Which lines in the records below contain the word "python"? Return each of them.

*** Opening of Listed records ***

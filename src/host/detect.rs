//! Host environment detection.

use std::path::PathBuf;

/// Environment variable carrying the host control endpoint.
pub const HOST_URL_VAR: &str = "INKLING_HOST_URL";

/// Environment variable naming the file the host writes the backend port to.
pub const PORT_FILE_VAR: &str = "INKLING_PORT_FILE";

/// Whether the client was launched by the desktop host.
#[derive(Debug, Clone, Copy, PartialEq, Eq)]
pub enum HostMode {
    Hosted,
    Standalone,
}

impl std::fmt::Display for HostMode {
    fn fmt(&self, f: &mut std::fmt::Formatter<'_>) -> std::fmt::Result {
        match self {
            HostMode::Hosted => write!(f, "hosted"),
            HostMode::Standalone => write!(f, "standalone"),
        }
    }
}

/// Snapshot of the markers the desktop host injects at launch.
///
/// Hosts of different versions inject different subsets, so each marker is
/// optional and any one of them is enough to count as hosted.
#[derive(Debug, Clone, Default, PartialEq, Eq)]
pub struct HostMarkers {
    pub host_url: Option<String>,
    pub port_file: Option<PathBuf>,
}

impl HostMarkers {
    /// Read markers from the process environment.
    pub fn from_env() -> Self {
        Self {
            host_url: non_empty_var(HOST_URL_VAR),
            port_file: non_empty_var(PORT_FILE_VAR).map(PathBuf::from),
        }
    }
}

fn non_empty_var(name: &str) -> Option<String> {
    std::env::var(name)
        .ok()
        .map(|v| v.trim().to_string())
        .filter(|v| !v.is_empty())
}

/// Decide the host mode from a marker snapshot.
pub fn detect_host_mode(markers: &HostMarkers) -> HostMode {
    let has_url = markers
        .host_url
        .as_deref()
        .is_some_and(|u| !u.trim().is_empty());
    let has_port_file = markers
        .port_file
        .as_ref()
        .is_some_and(|p| !p.as_os_str().is_empty());

    if has_url || has_port_file {
        HostMode::Hosted
    } else {
        HostMode::Standalone
    }
}
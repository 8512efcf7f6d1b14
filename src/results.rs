//! Client-side ordering and filtering of search hits.

use chrono::{DateTime, NaiveDateTime, Utc};
use clap::ValueEnum;

use crate::gateway::SearchHit;

#[derive(Debug, Clone, Copy, Default, PartialEq, Eq, ValueEnum)]
pub enum SortOrder {
    /// Backend ranking order
    #[default]
    Relevance,
    /// File name, A to Z
    Alphabetical,
    /// Most recently added first
    Date,
}

#[derive(Debug, Clone, Copy, Default, PartialEq, Eq, ValueEnum)]
pub enum KindFilter {
    #[default]
    All,
    Pdf,
    /// .txt and .md
    Text,
    /// .zip and .rar
    Archive,
}

impl KindFilter {
    pub fn matches(&self, file_name: &str) -> bool {
        let ext = extension(file_name);
        match self {
            KindFilter::All => true,
            KindFilter::Pdf => ext == "pdf",
            KindFilter::Text => matches!(ext.as_str(), "txt" | "md"),
            KindFilter::Archive => matches!(ext.as_str(), "zip" | "rar"),
        }
    }
}

fn extension(file_name: &str) -> String {
    file_name
        .rsplit('.')
        .next()
        .unwrap_or_default()
        .to_lowercase()
}

/// Filter by kind, then order. Relevance keeps the backend's order.
pub fn arrange(hits: &[SearchHit], sort: SortOrder, kind: KindFilter) -> Vec<SearchHit> {
    let mut out: Vec<SearchHit> = hits
        .iter()
        .filter(|h| kind.matches(&h.file_name))
        .cloned()
        .collect();

    match sort {
        SortOrder::Relevance => {}
        SortOrder::Alphabetical => {
            out.sort_by_key(|h| h.file_name.to_lowercase());
        }
        SortOrder::Date => {
            out.sort_by_key(|h| {
                std::cmp::Reverse(
                    h.date_added
                        .as_deref()
                        .and_then(parse_timestamp)
                        .unwrap_or_default(),
                )
            });
        }
    }

    out
}

/// Accepts RFC 3339 and the naive ISO form the backend writes.
pub fn parse_timestamp(raw: &str) -> Option<DateTime<Utc>> {
    if let Ok(dt) = DateTime::parse_from_rfc3339(raw) {
        return Some(dt.with_timezone(&Utc));
    }
    NaiveDateTime::parse_from_str(raw, "%Y-%m-%dT%H:%M:%S%.f")
        .or_else(|_| NaiveDateTime::parse_from_str(raw, "%Y-%m-%d %H:%M:%S%.f"))
        .ok()
        .map(|naive| naive.and_utc())
}

/// "42s ago", "5m ago", "3h ago", "2d ago".
pub fn time_ago(raw: &str, now: DateTime<Utc>) -> Option<String> {
    let then = parse_timestamp(raw)?;
    let secs = (now - then).num_seconds().max(0);

    let text = if secs < 60 {
        format!("{secs}s ago")
    } else if secs < 3600 {
        format!("{}m ago", secs / 60)
    } else if secs < 86_400 {
        format!("{}h ago", secs / 3600)
    } else {
        format!("{}d ago", secs / 86_400)
    };
    Some(text)
}

/// Cut `text` to `max_chars` characters, marking the cut with "...".
pub fn truncate_text(text: &str, max_chars: usize) -> String {
    match text.char_indices().nth(max_chars) {
        Some((idx, _)) => format!("{}...", &text[..idx]),
        None => text.to_string(),
    }
}

#[cfg(test)]
mod tests {
    use super::*;
    use chrono::TimeZone;

    fn hit(id: i64, name: &str, date: Option<&str>) -> SearchHit {
        SearchHit {
            id,
            file_name: name.to_string(),
            chunk_text: String::new(),
            thumbnail_url: None,
            date_added: date.map(str::to_string),
            rrf_score: None,
        }
    }

    fn names(hits: &[SearchHit]) -> Vec<&str> {
        hits.iter().map(|h| h.file_name.as_str()).collect()
    }

    #[test]
    fn test_relevance_keeps_order() {
        let hits = vec![hit(1, "b.pdf", None), hit(2, "a.pdf", None)];
        let out = arrange(&hits, SortOrder::Relevance, KindFilter::All);
        assert_eq!(names(&out), ["b.pdf", "a.pdf"]);
    }

    #[test]
    fn test_alphabetical_ignores_case() {
        let hits = vec![hit(1, "beta.md", None), hit(2, "Alpha.md", None), hit(3, "gamma.md", None)];
        let out = arrange(&hits, SortOrder::Alphabetical, KindFilter::All);
        assert_eq!(names(&out), ["Alpha.md", "beta.md", "gamma.md"]);
    }

    #[test]
    fn test_date_newest_first_missing_last() {
        let hits = vec![
            hit(1, "old.txt", Some("2024-01-01T00:00:00")),
            hit(2, "undated.txt", None),
            hit(3, "new.txt", Some("2024-06-01T12:30:00+00:00")),
        ];
        let out = arrange(&hits, SortOrder::Date, KindFilter::All);
        assert_eq!(names(&out), ["new.txt", "old.txt", "undated.txt"]);
    }

    #[test]
    fn test_kind_filter() {
        let hits = vec![
            hit(1, "a.PDF", None),
            hit(2, "b.md", None),
            hit(3, "c.txt", None),
            hit(4, "d.rar", None),
            hit(5, "e.docx", None),
        ];
        assert_eq!(names(&arrange(&hits, SortOrder::Relevance, KindFilter::Pdf)), ["a.PDF"]);
        assert_eq!(
            names(&arrange(&hits, SortOrder::Relevance, KindFilter::Text)),
            ["b.md", "c.txt"]
        );
        assert_eq!(names(&arrange(&hits, SortOrder::Relevance, KindFilter::Archive)), ["d.rar"]);
        assert_eq!(arrange(&hits, SortOrder::Relevance, KindFilter::All).len(), 5);
    }

    #[test]
    fn test_time_ago_units() {
        let now = Utc.with_ymd_and_hms(2024, 6, 10, 12, 0, 0).unwrap();
        assert_eq!(time_ago("2024-06-10T11:59:30", now).as_deref(), Some("30s ago"));
        assert_eq!(time_ago("2024-06-10T11:15:00", now).as_deref(), Some("45m ago"));
        assert_eq!(time_ago("2024-06-10T09:00:00Z", now).as_deref(), Some("3h ago"));
        assert_eq!(time_ago("2024-06-08 12:00:00", now).as_deref(), Some("2d ago"));
        assert_eq!(time_ago("yesterday", now), None);
    }

    #[test]
    fn test_truncate_text() {
        assert_eq!(truncate_text("short", 200), "short");
        assert_eq!(truncate_text("abcdef", 3), "abc...");
        assert_eq!(truncate_text("héllo wörld", 5), "héllo...");
    }
}
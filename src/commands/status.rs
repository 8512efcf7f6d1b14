//! Status command - bootstrap the backend and report where it lives.

use std::future::Future;

use anyhow::{Result, bail};
use clap::Args;

use super::open_session;
use crate::session::ClientSession;

#[derive(Args)]
pub struct StatusCmd;

impl StatusCmd {
    pub async fn run(&self) -> Result<()> {
        let (_, session) = open_session()?;
        println!("Mode:     {}", session.mode());

        follow_bootstrap(&session, tokio::signal::ctrl_c()).await?;

        let base = session.locator().api_base().await?;
        println!("API:      {}", base);
        Ok(())
    }
}

/// Start the backend, printing each state change until it settles or
/// `interrupt` fires.
async fn follow_bootstrap<F: Future>(session: &ClientSession, interrupt: F) -> Result<()> {
    let mut states = session.bootstrapper().subscribe();
    let start = session.start();
    tokio::pin!(start);
    tokio::pin!(interrupt);

    // Dropping `start` on interrupt cancels the readiness polling.
    let outcome = loop {
        tokio::select! {
            outcome = &mut start => break outcome,
            changed = states.changed() => {
                if changed.is_err() {
                    break (&mut start).await;
                }
                println!("  {}", *states.borrow_and_update());
            }
            _ = &mut interrupt => {
                bail!("Interrupted while waiting for the backend");
            }
        }
    };

    println!("State:    {}", session.state());
    outcome?;
    Ok(())
}
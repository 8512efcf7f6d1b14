//! Host bridge trait and the ordered adapter chain.

use async_trait::async_trait;
use serde_json::Value;
use tracing::debug;

use super::HostMode;
use super::error::HostError;

/// Invoke-by-name call surface to the desktop host.
///
/// Adapters answer [`HostError::Unavailable`] when they cannot reach the
/// host at all, which lets [`HostBridgeChain`] move on to the next one.
#[cfg_attr(test, mockall::automock)]
#[async_trait]
pub trait HostBridge: Send + Sync {
    async fn invoke(&self, command: &str, args: Option<Value>) -> Result<Value, HostError>;
}

/// Candidate bridge adapters tried in order.
///
/// The first adapter that reaches the host decides the outcome, whether it
/// succeeds or the host raises. In standalone mode no adapter is consulted.
pub struct HostBridgeChain {
    mode: HostMode,
    adapters: Vec<Box<dyn HostBridge>>,
}

impl HostBridgeChain {
    pub fn new(mode: HostMode) -> Self {
        Self {
            mode,
            adapters: Vec::new(),
        }
    }

    pub fn with_adapter(mut self, adapter: impl HostBridge + 'static) -> Self {
        self.adapters.push(Box::new(adapter));
        self
    }

    pub fn len(&self) -> usize {
        self.adapters.len()
    }
}

#[async_trait]
impl HostBridge for HostBridgeChain {
    async fn invoke(&self, command: &str, args: Option<Value>) -> Result<Value, HostError> {
        if self.mode == HostMode::Standalone {
            return Err(HostError::Unavailable);
        }

        for (i, adapter) in self.adapters.iter().enumerate() {
            match adapter.invoke(command, args.clone()).await {
                Err(HostError::Unavailable) => {
                    debug!(command, adapter = i, "bridge adapter unavailable, trying next");
                }
                outcome => return outcome,
            }
        }

        Err(HostError::Unavailable)
    }
}

#[cfg(test)]
mod tests {
    use super::*;
    use serde_json::json;

    fn unavailable() -> MockHostBridge {
        let mut mock = MockHostBridge::new();
        mock.expect_invoke()
            .times(1)
            .returning(|_, _| Err(HostError::Unavailable));
        mock
    }

    #[tokio::test]
    async fn test_standalone_never_calls_adapters() {
        let mut mock = MockHostBridge::new();
        mock.expect_invoke().never();

        let chain = HostBridgeChain::new(HostMode::Standalone).with_adapter(mock);
        let err = chain.invoke("get_backend_port", None).await.unwrap_err();
        assert_eq!(err, HostError::Unavailable);
    }

    #[tokio::test]
    async fn test_falls_through_to_second_adapter() {
        let mut second = MockHostBridge::new();
        second
            .expect_invoke()
            .withf(|cmd, _| cmd == "get_backend_port")
            .times(1)
            .returning(|_, _| Ok(json!(51234)));

        let chain = HostBridgeChain::new(HostMode::Hosted)
            .with_adapter(unavailable())
            .with_adapter(second);

        let port = chain.invoke("get_backend_port", None).await.unwrap();
        assert_eq!(port, json!(51234));
    }

    #[tokio::test]
    async fn test_command_error_stops_the_chain() {
        let mut first = MockHostBridge::new();
        first
            .expect_invoke()
            .times(1)
            .returning(|_, _| Err(HostError::Command("python not found".to_string())));
        let mut second = MockHostBridge::new();
        second.expect_invoke().never();

        let chain = HostBridgeChain::new(HostMode::Hosted)
            .with_adapter(first)
            .with_adapter(second);

        let err = chain.invoke("start_backend", None).await.unwrap_err();
        assert_eq!(err, HostError::Command("python not found".to_string()));
    }

    #[tokio::test]
    async fn test_all_unavailable() {
        let chain = HostBridgeChain::new(HostMode::Hosted)
            .with_adapter(unavailable())
            .with_adapter(unavailable());

        assert_eq!(
            chain.invoke("start_backend", None).await.unwrap_err(),
            HostError::Unavailable
        );
    }

    #[tokio::test]
    async fn test_empty_hosted_chain_is_unavailable() {
        let chain = HostBridgeChain::new(HostMode::Hosted);
        assert_eq!(
            chain.invoke("start_backend", None).await.unwrap_err(),
            HostError::Unavailable
        );
    }
}
//! Search command - query the knowledge base.

use anyhow::Result;
use chrono::Utc;
use clap::Args;

use super::{open_session, ready};
use crate::gateway::GatewayErrorKind;
use crate::results::{KindFilter, SortOrder, arrange, time_ago, truncate_text};

const SNIPPET_CHARS: usize = 200;

#[derive(Args)]
pub struct SearchCmd {
    /// Natural language query
    pub query: String,

    /// Max results (default from config)
    #[arg(short = 'k', long)]
    pub top_k: Option<u32>,

    /// Result ordering
    #[arg(short, long, value_enum, default_value_t = SortOrder::Relevance)]
    pub sort: SortOrder,

    /// Only show files of this kind
    #[arg(long, value_enum, default_value_t = KindFilter::All)]
    pub kind: KindFilter,
}

impl SearchCmd {
    pub async fn run(&self) -> Result<()> {
        let query = self.query.trim();
        if query.is_empty() {
            return Ok(());
        }

        let (config, session) = open_session()?;
        let gateway = ready(&session).await?;

        let start = std::time::Instant::now();
        let hits = match gateway.search(query, self.top_k.unwrap_or(config.top_k)).await {
            Ok(hits) => hits,
            Err(e) if e.kind() == GatewayErrorKind::NetworkFailure => {
                return Err(anyhow::Error::new(e).context("Search failed. Is the backend running?"));
            }
            Err(e) => return Err(e.into()),
        };
        let elapsed = start.elapsed().as_millis();

        let shown = arrange(&hits, self.sort, self.kind);
        println!("Found {} results in {}ms\n", shown.len(), elapsed);

        let now = Utc::now();
        for (i, hit) in shown.iter().enumerate() {
            match hit.date_added.as_deref().and_then(|d| time_ago(d, now)) {
                Some(age) => println!("{}. {} ({})", i + 1, hit.file_name, age),
                None => println!("{}. {}", i + 1, hit.file_name),
            }
            println!("   {}", truncate_text(hit.chunk_text.trim(), SNIPPET_CHARS));
            if let Some(ref thumb) = hit.thumbnail_url {
                println!("   thumbnail: {}", thumb);
            }
            println!();
        }

        Ok(())
    }
}
//! In-process stand-in for the backend, used by tests.

use std::collections::HashMap;
use std::sync::atomic::{AtomicU16, Ordering};
use std::sync::{Arc, Mutex};

use axum::Json;
use axum::Router;
use axum::extract::{DefaultBodyLimit, Multipart, Query, State};
use axum::http::StatusCode;
use axum::response::{IntoResponse, Response};
use axum::routing::{get, post};
use serde_json::{Value, json};

use super::Gateway;
use crate::backend::BackendLocator;
use crate::host::{HostMode, MockHostBridge};

#[derive(Default)]
struct FakeState {
    stats_status: AtomicU16,
    uploaded: Mutex<Vec<(String, usize)>>,
}

pub(crate) struct FakeBackend {
    port: u16,
    state: Arc<FakeState>,
}

impl FakeBackend {
    pub async fn spawn() -> Self {
        let state = Arc::new(FakeState {
            stats_status: AtomicU16::new(200),
            ..Default::default()
        });

        let app = Router::new()
            .route("/api/search", get(search))
            .route("/api/stats", get(stats))
            .route("/api/upload", post(upload))
            .route("/api/open_file", post(open_file))
            .layer(DefaultBodyLimit::disable())
            .with_state(state.clone());

        let listener = tokio::net::TcpListener::bind("127.0.0.1:0").await.unwrap();
        let port = listener.local_addr().unwrap().port();
        tokio::spawn(async move {
            axum::serve(listener, app).await.unwrap();
        });

        Self { port, state }
    }

    pub fn port(&self) -> u16 {
        self.port
    }

    /// Standalone gateway pointed at this backend.
    pub fn gateway(&self) -> Gateway {
        let mut host = MockHostBridge::new();
        host.expect_invoke().never();
        let locator =
            BackendLocator::new(HostMode::Standalone, Arc::new(host)).with_default_port(self.port);
        Gateway::new(Arc::new(locator))
    }

    pub fn set_stats_status(&self, status: u16) {
        self.state.stats_status.store(status, Ordering::SeqCst);
    }

    pub fn uploaded(&self) -> Vec<(String, usize)> {
        self.state.uploaded.lock().unwrap().clone()
    }
}

async fn search(Query(params): Query<HashMap<String, String>>) -> Response {
    let query = params.get("query").cloned().unwrap_or_default();
    if query == "explode" {
        return StatusCode::INTERNAL_SERVER_ERROR.into_response();
    }
    let top_k: usize = params
        .get("top_k")
        .and_then(|k| k.parse().ok())
        .unwrap_or(10);

    let hits: Vec<Value> = (0..top_k)
        .map(|i| {
            json!({
                "id": i,
                "file_name": format!("doc-{i}.pdf"),
                "chunk_text": query,
                "rrf_score": 1.0 / (i as f64 + 1.0),
            })
        })
        .collect();
    Json(hits).into_response()
}

async fn stats(State(state): State<Arc<FakeState>>) -> Response {
    let status = state.stats_status.load(Ordering::SeqCst);
    if status != 200 {
        let code = StatusCode::from_u16(status).unwrap_or(StatusCode::INTERNAL_SERVER_ERROR);
        return code.into_response();
    }
    Json(json!({"total_documents": 12})).into_response()
}

async fn upload(State(state): State<Arc<FakeState>>, mut multipart: Multipart) -> Response {
    let mut count = 0;
    while let Some(field) = multipart.next_field().await.unwrap() {
        if field.name() != Some("files") {
            continue;
        }
        let name = field.file_name().unwrap_or_default().to_string();
        let data = field.bytes().await.unwrap();
        state.uploaded.lock().unwrap().push((name, data.len()));
        count += 1;
    }
    Json(json!({"message": format!("Uploaded {count} files")})).into_response()
}

async fn open_file(Json(body): Json<Value>) -> Response {
    match body.get("filename").and_then(Value::as_str) {
        Some("report.pdf") => b"%PDF-1.4 fake".to_vec().into_response(),
        Some("broken.pdf") => (StatusCode::INTERNAL_SERVER_ERROR, "oops").into_response(),
        _ => (StatusCode::NOT_FOUND, Json(json!({"detail": "not found"}))).into_response(),
    }
}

*** Close of Listed records ***

Response —
            .returning(|_, _| Err(HostError::Command("python not found".to_string())));
        assert_eq!(err, HostError::Command("python not found".to_string()));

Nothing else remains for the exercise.